* **WORK ORDER**
Repeat the entries that appear below, exactly as they are given.

(Data excerpts)
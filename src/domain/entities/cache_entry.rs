use crate::domain::value_objects::CacheKey;
use chrono::{DateTime, Duration, Utc};
use serde::{Deserialize, Serialize};
use serde_json::Value;

#[derive(Debug, Clone, PartialEq, Serialize, Deserialize)]
#[serde(rename_all = "camelCase")]
pub struct CacheEntry {
    pub key: CacheKey,
    pub data: Value,
    pub cached_at: DateTime<Utc>,
}

impl CacheEntry {
    pub fn new(key: CacheKey, data: Value, cached_at: DateTime<Utc>) -> Self {
        Self {
            key,
            data,
            cached_at,
        }
    }

    pub fn age(&self, now: DateTime<Utc>) -> Duration {
        now - self.cached_at
    }

    /// `now - cached_at > max_age`
    pub fn is_older_than(&self, max_age: Duration, now: DateTime<Utc>) -> bool {
        self.age(now) > max_age
    }
}

/// UI 向けのキャッシュ読み出し結果
#[derive(Debug, Clone, PartialEq, Serialize)]
#[serde(rename_all = "camelCase")]
pub struct CachedResult {
    pub data: Value,
    pub cached_at: DateTime<Utc>,
    pub is_stale: bool,
}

* **SOLVED EXERCISE**
filename src/domain/entities/cache_entry.rs
use crate::domain::value_objects::CacheKey;
use chrono::{DateTime, Duration, Utc};
use serde::{Deserialize, Serialize};
use serde_json::Value;

#[derive(Debug, Clone, PartialEq, Serialize, Deserialize)]
#[serde(rename_all = "camelCase")]
pub struct CacheEntry {
    pub key: CacheKey,
    pub data: Value,
    pub cached_at: DateTime<Utc>,
}

impl CacheEntry {
    pub fn new(key: CacheKey, data: Value, cached_at: DateTime<Utc>) -> Self {
        Self {
            key,
            data,
            cached_at,
        }
    }

    pub fn age(&self, now: DateTime<Utc>) -> Duration {
        now - self.cached_at
    }

    /// `now - cached_at > max_age`
    pub fn is_older_than(&self, max_age: Duration, now: DateTime<Utc>) -> bool {
        self.age(now) > max_age
    }
}

/// UI 向けのキャッシュ読み出し結果
#[derive(Debug, Clone, PartialEq, Serialize)]
#[serde(rename_all = "camelCase")]
pub struct CachedResult {
    pub data: Value,
    pub cached_at: DateTime<Utc>,
    pub is_stale: bool,
}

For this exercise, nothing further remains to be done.